This version is still in development and is not considered stable yet. For the latest stable version, please use Spring AI 1.1.7!

Observability

Spring AI builds upon the observability features in the Spring ecosystem to provide insights into AI-related operations. It provides metrics and tracing capabilities for its core components: ChatClient (including Advisor), ChatModel, EmbeddingModel, ImageModel, and VectorStore.

Refer to the Spring Boot Metrics and Spring Boot Tracing documentation to enable metrics and tracing support in your application.

Low-cardinality keys will be added to metrics and traces, while high-cardinality keys will only be added to traces.

Chat Client

The spring.ai.chat.client observations are recorded when a ChatClient call() or stream() operations are invoked. They measure the time spent performing the invocation and propagate the related tracing information.

Table 1. Low Cardinality Keys
Name	Description
`gen_ai.operation.name`	Always `framework`.
`gen_ai.system`	Always `spring_ai`.
`spring.ai.chat.client.stream`	Is the chat model response a stream - `true or false`
`spring.ai.kind`	The kind of framework API in Spring AI: `chat_client`.

Table 2. High Cardinality Keys
Name	Description
`spring.ai.chat.client.advisors`	List of configured chat client advisors.
`spring.ai.chat.client.conversation.id`	Identifier of the conversation when using the chat memory.
`spring.ai.chat.client.tool.names`	Names of the tools passed to the chat client.

Prompt and Completion Data

The ChatClient prompt and completion data is typically big and possibly containing sensitive information. For those reasons, it is not exported by default.

Spring AI supports logging the prompt and completion data to help with debugging and troubleshooting.

Property Description Default

Property	Description	Default
`spring.ai.chat.client.observations.log-prompt`	Whether to log the chat client prompt content.	`false`
`spring.ai.chat.client.observations.log-completion`	Whether to log the chat client completion content.	`false`

spring.ai.chat.client.observations.log-prompt

Whether to log the chat client prompt content.

false

spring.ai.chat.client.observations.log-completion

Whether to log the chat client completion content.

false

If you enable logging of the chat client prompt and completion data, there’s a risk of exposing sensitive or private information. Please, be careful!

Chat Client Advisors

The spring.ai.advisor observations are recorded when an advisor is executed. They measure the time spent in the advisor (including the time spent on the inner advisors) and propagate the related tracing information.
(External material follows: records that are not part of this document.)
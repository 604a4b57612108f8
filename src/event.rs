//! Update progress events.

use tokio::sync::broadcast;

/// Events emitted while an update runs.
#[derive(Debug, Clone, PartialEq, Eq)]
pub enum UpdateEvent {
    /// Querying the source for its latest candidate.
    Resolving {
        /// Source location (URL or path).
        location: String,
    },

    /// The running version is current.
    UpToDate {
        /// Version advertised by the source.
        version: String,
    },

    /// Fetching and unpacking the candidate.
    Fetching {
        /// Version being fetched.
        version: String,
    },

    /// Replacing the executable on disk.
    Swapping {
        /// Version being installed.
        version: String,
    },

    /// Update completed.
    Updated {
        /// New version.
        version: String,
    },

    /// Update aborted.
    Failed {
        /// Error message.
        message: String,
    },
}

/// Channel for receiving update events.
pub type UpdateEventsChannel = broadcast::Receiver<UpdateEvent>;

/// Sender for update events.
pub type UpdateEventsSender = broadcast::Sender<UpdateEvent>;

/// Create a new event channel pair.
#[must_use]
pub fn create_event_channel() -> (UpdateEventsSender, UpdateEventsChannel) {
    broadcast::channel(32)
}

#[cfg(test)]
#[allow(clippy::unwrap_used, clippy::expect_used)]
mod tests {
    use super::*;

    #[tokio::test]
    async fn test_events_reach_every_subscriber() {
        let (tx, mut rx1) = create_event_channel();
        let mut rx2 = tx.subscribe();

        let event = UpdateEvent::Fetching {
            version: "v1.2.0".to_string(),
        };
        tx.send(event.clone()).unwrap();

        assert_eq!(rx1.recv().await.unwrap(), event);
        assert_eq!(rx2.recv().await.unwrap(), event);
    }
}
//! Immutable description of one update invocation.

use crate::config::{ProviderKind, UpdaterConfig};
use crate::error::Result;

/// Platform tag for the running OS and architecture, as `OS_ARCH`.
///
/// Names follow the Go toolchain spelling used by common release tooling
/// (`linux_amd64`, `darwin_arm64`, `windows_386`), so archives published by
/// those pipelines keep matching.
#[must_use]
pub fn platform_tag() -> String {
    format!(
        "{}_{}",
        os_name(std::env::consts::OS),
        arch_name(std::env::consts::ARCH)
    )
}

fn os_name(os: &str) -> &str {
    match os {
        "macos" => "darwin",
        other => other,
    }
}

fn arch_name(arch: &str) -> &str {
    match arch {
        "x86_64" => "amd64",
        "aarch64" => "arm64",
        "x86" => "386",
        "powerpc64" => "ppc64",
        other => other,
    }
}

/// One update invocation. Built once from a validated config.
#[derive(Debug, Clone, PartialEq, Eq)]
pub struct UpdateRequest {
    /// Provider kind.
    pub provider: ProviderKind,
    /// Repository URL, directory path, or glob directory.
    pub location: String,
    /// Base executable name.
    pub executable_base_name: String,
    /// `OS_ARCH` tag of the running platform.
    pub platform_tag: String,
    /// Version of the running executable.
    pub current_version: String,
}

impl UpdateRequest {
    /// Create a request for the running platform.
    #[must_use]
    pub fn new(
        provider: ProviderKind,
        location: impl Into<String>,
        executable_base_name: impl Into<String>,
        current_version: impl Into<String>,
    ) -> Self {
        Self {
            provider,
            location: location.into(),
            executable_base_name: executable_base_name.into(),
            platform_tag: platform_tag(),
            current_version: current_version.into(),
        }
    }

    /// Build a request from configuration.
    ///
    /// # Errors
    ///
    /// Returns `Error::Config` if the configuration does not validate.
    pub fn from_config(config: &UpdaterConfig) -> Result<Self> {
        config.validate()?;
        Ok(Self::new(
            config.provider,
            config.uri.trim(),
            config.name.trim(),
            config.current_version.trim(),
        ))
    }

    /// Override the platform tag (cross-platform staging, tests).
    #[must_use]
    pub fn with_platform_tag(mut self, tag: impl Into<String>) -> Self {
        self.platform_tag = tag.into();
        self
    }

    /// Executable name qualified with the platform tag: `name_OS_ARCH`.
    #[must_use]
    pub fn qualified_name(&self) -> String {
        format!("{}_{}", self.executable_base_name, self.platform_tag)
    }

    /// Archive name published for this platform: `name_OS_ARCH.zip`.
    #[must_use]
    pub fn archive_name(&self) -> String {
        format!("{}.zip", self.qualified_name())
    }

    /// File name of the executable inside the archive.
    #[must_use]
    pub fn executable_file_name(&self) -> String {
        format!("{}{}", self.qualified_name(), std::env::consts::EXE_SUFFIX)
    }
}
Table 3. Low Cardinality Keys
Name	Description
`gen_ai.operation.name`	Always `framework`.
`gen_ai.system`	Always `spring_ai`.
`spring.ai.advisor.name`	Name of the advisor.
`spring.ai.kind`	The kind of framework API in Spring AI: `advisor`.

Table 4. High Cardinality Keys
Name	Description
`spring.ai.advisor.order`	Advisor order in the advisor chain.

Chat Model

Both the OpenAI and Anthropic chat models do emit HTTP-layer observations (chat-model layer + HTTP layer), with one limitation specific to streaming calls. The HTTP-layer observation carries HTTP method, URI, status code, and propagates traceparent on the wire to downstream services (AI gateways, proxies, OpenAI-compatible inference servers).

For synchronous calls, the okhttp.requests span is correctly nested under the gen_ai.client.operation span. For streaming calls, the HTTP span is recorded but is not parented under the chat-model span — the SDK’s async streaming path hops onto ForkJoinPool.commonPool() before invoking Spring AI’s HTTP client, dropping the calling thread’s observation context at that boundary.

See the OpenAI chat docs and Anthropic chat docs for details.

The gen_ai.client.operation observations are recorded when calling the ChatModel call or stream methods. They measure the time spent on method completion and propagate the related tracing information.

The gen_ai.client.token.usage metrics measures number of input and output tokens used by a single model call.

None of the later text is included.